Rien ne prédisposait ce fils de pasteur protestant à se lancer dans le cinéma. Mais son père, Élie Allégret, avait été en 1885 le précepteur du jeune André Gide, avec lequel il conserva des relations suivies. Et lorsque celui-ci, devenu écrivain célèbre, entreprit en 1927 un périple africain, Marc, qu'il faisait passer pour son neveu, fut de l'expédition, avec une caméra – la mode était alors au documentaire d'exploration, après le succès de La Croisière noire (1926).
De ce séjour, Gide rapporta un livre et Allégret un film, qui, sous le même titre de Voyage au Congo, dénonçaient la situation coloniale.
Ce qui n'était qu'un journal de voyage servit à Marc de ticket d'entrée dans le cinéma français, alors à la veille de sa première grande mutation. Gide, passionné par le cinéma, lui écrivit même le scénario d'un moyen métrage, Papoul ou l'Agadadza, en 1929, "un chef-d'œuvre qui a heureusement péri", selon Pierre Braunberger, son producteur. Allégret signa son premier film parlant, La Dernière Bobonne, un court métrage comique avec le débutant Fernandel, en 1930, entamant une carrière de cinéaste fécond – 52 films jusqu'au Bal du comte d'Orgel, son utlime réalisation en 1970.
Aucun chef-d'œuvre dans sa filmographie – Entrée des artistes (1938), son titre le plus célèbre, vaut plus aujourd'hui comme un documentaire sur Louis Jouvet et son enseignement théâtral que pour ses qualités fictionnelles propres -, peu de films qui ont marqué l'Histoire, mais lorsque l'on revoit certaines de ses œuvres des années 30 ou 40, on constate qu'elle ont souvent mieux résisté au temps que d'autres plus célèbres.
Il commence dans la facilité du vaudeville (Mam'zelle Nitouche, 1931), mais accède dès 1932, avec Fanny, deuxième partie de la trilogie marseillaise de Pagnol, à la grosse production servie par des acteurs célèbres, catégorie qui sera son lot durant les années 30.

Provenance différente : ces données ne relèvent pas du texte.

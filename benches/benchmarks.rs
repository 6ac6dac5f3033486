//! Benchmark suite for manifest-libs
//!
//! Run with: `cargo bench --bench benchmarks`
//! View report: `open target/criterion/report/index.html`

use criterion::{BenchmarkId, Criterion, black_box, criterion_group, criterion_main};

use manifest_libs::file_types::ConfigFormat;
use manifest_libs::parsers::Parser;
use manifest_libs::parsers::conan::ConanTxtParser;
use manifest_libs::parsers::go::GoParser;
use manifest_libs::parsers::gradle::{GradleDialect, GradleParser};
use manifest_libs::parsers::maven::MavenParser;
use manifest_libs::parsers::npm::NpmParser;
use manifest_libs::parsers::python::PipParser;
use manifest_libs::parsers::ruby::GemfileLockParser;
use manifest_libs::processor::ConfigFile;
use manifest_libs::registry::Registry;
use manifest_libs::validation::{sanitize_version, validate_name, validate_version};

// =============================================================================
// Test Data Generation
// =============================================================================

/// Name for the `i`-th generated entry, cycling through `names` with a numeric
/// suffix once the list is exhausted.
fn nth<'a>(names: &[(&'a str, &'a str)], i: usize) -> (String, &'a str) {
    let (name, version) = names[i % names.len()];
    if i >= names.len() {
        (format!("{name}-{}", i / names.len()), version)
    } else {
        (name.to_string(), version)
    }
}

fn generate_package_json(dep_count: usize) -> String {
    let deps = [
        ("express", "^4.18.0"),
        ("react", "^18.2.0"),
        ("typescript", "^5.0.0"),
        ("lodash", "^4.17.0"),
        ("axios", "^1.6.0"),
        ("webpack", "^5.90.0"),
        ("eslint", "^8.56.0"),
        ("prettier", "^3.2.0"),
        ("jest", "^29.7.0"),
        ("dotenv", "^16.4.0"),
    ];

    let entries: Vec<String> = (0..dep_count)
        .map(|i| {
            let (name, version) = nth(&deps, i);
            format!("\"{name}\": \"{version}\"")
        })
        .collect();

    format!(
        r#"{{
  "name": "test-project",
  "version": "1.0.0",
  "dependencies": {{
    {}
  }}
}}"#,
        entries.join(",\n    ")
    )
}

fn generate_requirements_txt(dep_count: usize) -> String {
    let deps = [
        ("requests", ">=2.31.0"),
        ("flask", "==3.0.0"),
        ("django", ">=4.2,<5.0"),
        ("numpy", "~=1.26.0"),
        ("pandas", ">=2.1.0"),
        ("pytest", "==7.4.3"),
    ];

    let mut content = String::from("# Generated requirements\n");
    for i in 0..dep_count {
        let (name, version) = nth(&deps, i);
        content.push_str(&format!("{name}{version}  # pinned\n"));
    }
    content
}

fn generate_go_mod(dep_count: usize) -> String {
    let deps = [
        ("github.com/gin-gonic/gin", "v1.9.1"),
        ("github.com/stretchr/testify", "v1.8.4"),
        ("go.uber.org/zap", "v1.26.0"),
        ("golang.org/x/sync", "v0.5.0"),
        ("github.com/spf13/cobra", "v1.8.0"),
    ];

    let mut content = String::from("module example.com/test\n\ngo 1.21\n\nrequire (\n");
    for i in 0..dep_count {
        let (name, version) = nth(&deps, i);
        let marker = if i % 4 == 3 { " // indirect" } else { "" };
        content.push_str(&format!("\t{name} {version}{marker}\n"));
    }
    content.push_str(")\n");
    content
}

fn generate_conanfile_txt(dep_count: usize) -> String {
    let deps = [
        ("zlib", "1.2.13"),
        ("openssl", "3.1.0"),
        ("boost", "1.81.0"),
        ("fmt", "[>=9.0 <10]"),
        ("spdlog", "1.11.0"),
    ];

    let mut content = String::from("[requires]\n");
    for i in 0..dep_count {
        let (name, version) = nth(&deps, i);
        content.push_str(&format!("{name}/{version}#rev{i}\n"));
    }
    content.push_str("\n[generators]\nCMakeDeps\n");
    content
}

fn generate_build_gradle(dep_count: usize) -> String {
    let deps = [
        ("org.springframework:spring-core", "$springVersion"),
        ("com.google.guava:guava", "31.1-jre"),
        ("org.slf4j:slf4j-api", "2.0.9"),
        ("com.fasterxml.jackson.core:jackson-databind", "2.15.2"),
    ];

    let mut content = String::from("ext {\n    springVersion = '5.3.20'\n}\n\ndependencies {\n");
    for i in 0..dep_count {
        let (coordinates, version) = nth(&deps, i);
        content.push_str(&format!("    implementation \"{coordinates}:{version}\"\n"));
    }
    content.push_str("}\n");
    content
}

fn generate_pom_xml(dep_count: usize) -> String {
    let deps = [
        ("junit", "4.13.2"),
        ("spring-core", "${spring.version}"),
        ("slf4j-api", "2.0.9"),
        ("commons-lang3", "3.13.0"),
    ];

    let mut content = String::from(
        r#"<?xml version="1.0" encoding="UTF-8"?>
<project xmlns="http://maven.apache.org/POM/4.0.0">
  <version>1.0.0</version>
  <properties>
    <spring.version>5.3.20</spring.version>
  </properties>
  <dependencies>
"#,
    );
    for i in 0..dep_count {
        let (artifact, version) = nth(&deps, i);
        content.push_str(&format!(
            "    <dependency>\n      <groupId>org.example</groupId>\n      <artifactId>{artifact}</artifactId>\n      <version>{version}</version>\n    </dependency>\n"
        ));
    }
    content.push_str("  </dependencies>\n</project>\n");
    content
}

fn generate_gemfile_lock(dep_count: usize) -> String {
    let deps = [
        ("rails", "7.1.2"),
        ("rack", "2.2.8"),
        ("nokogiri", "1.15.4-x86_64-linux"),
        ("puma", "6.4.0"),
        ("sidekiq", "7.2.0"),
    ];

    let mut content = String::from("GEM\n  remote: https://rubygems.org/\n  specs:\n");
    for i in 0..dep_count {
        let (name, version) = nth(&deps, i);
        content.push_str(&format!("    {name} ({version})\n      racc (~> 1.4)\n"));
    }
    content.push_str("\nPLATFORMS\n  x86_64-linux\n\nBUNDLED WITH\n   2.4.22\n");
    content
}

// =============================================================================
// Parsing Benchmarks
// =============================================================================

fn bench_parsers(c: &mut Criterion) {
    let mut group = c.benchmark_group("parsers");

    for dep_count in [10, 50, 100] {
        // package.json
        let npm_content = generate_package_json(dep_count);
        let npm_parser = NpmParser::new();
        group.bench_with_input(
            BenchmarkId::new("package_json", dep_count),
            &npm_content,
            |b, content| {
                b.iter(|| npm_parser.parse(black_box(content)));
            },
        );

        // requirements.txt
        let pip_content = generate_requirements_txt(dep_count);
        let pip_parser = PipParser::new();
        group.bench_with_input(
            BenchmarkId::new("requirements_txt", dep_count),
            &pip_content,
            |b, content| {
                b.iter(|| pip_parser.parse(black_box(content)));
            },
        );

        // go.mod
        let go_content = generate_go_mod(dep_count);
        let go_parser = GoParser::new();
        group.bench_with_input(
            BenchmarkId::new("go_mod", dep_count),
            &go_content,
            |b, content| {
                b.iter(|| go_parser.parse(black_box(content)));
            },
        );

        // conanfile.txt
        let conan_content = generate_conanfile_txt(dep_count);
        let conan_parser = ConanTxtParser::new();
        group.bench_with_input(
            BenchmarkId::new("conanfile_txt", dep_count),
            &conan_content,
            |b, content| {
                b.iter(|| conan_parser.parse(black_box(content)));
            },
        );

        // build.gradle
        let gradle_content = generate_build_gradle(dep_count);
        let gradle_parser = GradleParser::new(GradleDialect::Groovy);
        group.bench_with_input(
            BenchmarkId::new("build_gradle", dep_count),
            &gradle_content,
            |b, content| {
                b.iter(|| gradle_parser.parse(black_box(content)));
            },
        );

        // pom.xml
        let maven_content = generate_pom_xml(dep_count);
        let maven_parser = MavenParser::new();
        group.bench_with_input(
            BenchmarkId::new("pom_xml", dep_count),
            &maven_content,
            |b, content| {
                b.iter(|| maven_parser.parse(black_box(content)));
            },
        );

        // Gemfile.lock
        let ruby_content = generate_gemfile_lock(dep_count);
        let ruby_parser = GemfileLockParser::new();
        group.bench_with_input(
            BenchmarkId::new("gemfile_lock", dep_count),
            &ruby_content,
            |b, content| {
                b.iter(|| ruby_parser.parse(black_box(content)));
            },
        );
    }

    group.finish();
}

// =============================================================================
// Processor Benchmarks
// =============================================================================

fn bench_processor(c: &mut Criterion) {
    let mut group = c.benchmark_group("processor");

    for dep_count in [10, 100] {
        let cases = [
            (ConfigFormat::JavascriptNpm, "package.json", generate_package_json(dep_count)),
            (ConfigFormat::JavaMaven, "pom.xml", generate_pom_xml(dep_count)),
            (ConfigFormat::RubyGemsLock, "Gemfile.lock", generate_gemfile_lock(dep_count)),
        ];

        for (format, path, content) in cases {
            group.bench_with_input(
                BenchmarkId::new(format.id(), dep_count),
                content.as_bytes(),
                |b, raw| {
                    b.iter(|| ConfigFile::new(format, path, black_box(raw)).parse());
                },
            );
        }
    }

    group.finish();
}

// =============================================================================
// Validation Benchmarks
// =============================================================================

fn bench_validation(c: &mut Criterion) {
    let mut group = c.benchmark_group("validation");

    let versions = [
        "1.2.3",
        "v0.15.0",
        "31.1-jre",
        "1.0.0-beta.1+build.5",
        "2.0.0rc1",
        ">=2.0,<3.0",
    ];
    group.bench_function("sanitize_version", |b| {
        b.iter(|| {
            for version in versions {
                black_box(sanitize_version(black_box(version)));
            }
        });
    });

    let names = ["left-pad", "golang.org/x/mod", "Newtonsoft.Json", "bad name!"];
    group.bench_function("validate_name", |b| {
        b.iter(|| {
            for name in names {
                let _ = black_box(validate_name(black_box(name)));
            }
        });
    });

    group.bench_function("validate_version", |b| {
        b.iter(|| {
            for version in ["1.2.3", ">=2.0,<3.0", "^4.17.0", "1.0; rm"] {
                let _ = black_box(validate_version(black_box(version)));
            }
        });
    });

    group.finish();
}

// =============================================================================
// Registry Benchmarks
// =============================================================================

fn bench_registry(c: &mut Criterion) {
    let mut group = c.benchmark_group("registry");
    let registry = Registry::new();

    for file_count in [100, 1000] {
        let paths: Vec<String> = (0..file_count)
            .map(|i| match i % 5 {
                0 => format!("services/svc{i}/go.mod"),
                1 => format!("web/app{i}/package.json"),
                2 => format!("src/module{i}/main.rs"),
                3 => format!("python/pkg{i}/requirements-{i}.txt"),
                _ => format!("docs/page{i}.md"),
            })
            .collect();

        group.bench_with_input(
            BenchmarkId::new("select_paths", file_count),
            &paths,
            |b, paths| {
                b.iter(|| registry.select_paths(black_box(paths)));
            },
        );
    }

    group.finish();
}

// =============================================================================
// Criterion Configuration
// =============================================================================

criterion_group!(
    benches,
    bench_parsers,
    bench_processor,
    bench_validation,
    bench_registry,
);

criterion_main!(benches);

Il fait tourner Raimu (Fanny, Gribouille, 1937), Jean Gabin (Zouzou, 1934), Gaby Morlay et André Luguet (Les Amants terribles, 1936), Jules Berry et Arletty (Aventure à Paris, 1936), Edwige Feuillère (La Dame de Malacca, 1937), Charles Boyer (Orage, 1938), dans des films toujours solides et précis, atteignant parfois une élégance et un charme encore sensibles aujourd'hui, tel Lac-aux-dames (1933), adaptation du roman de Vicki Baum joliment dialoguée par Colette.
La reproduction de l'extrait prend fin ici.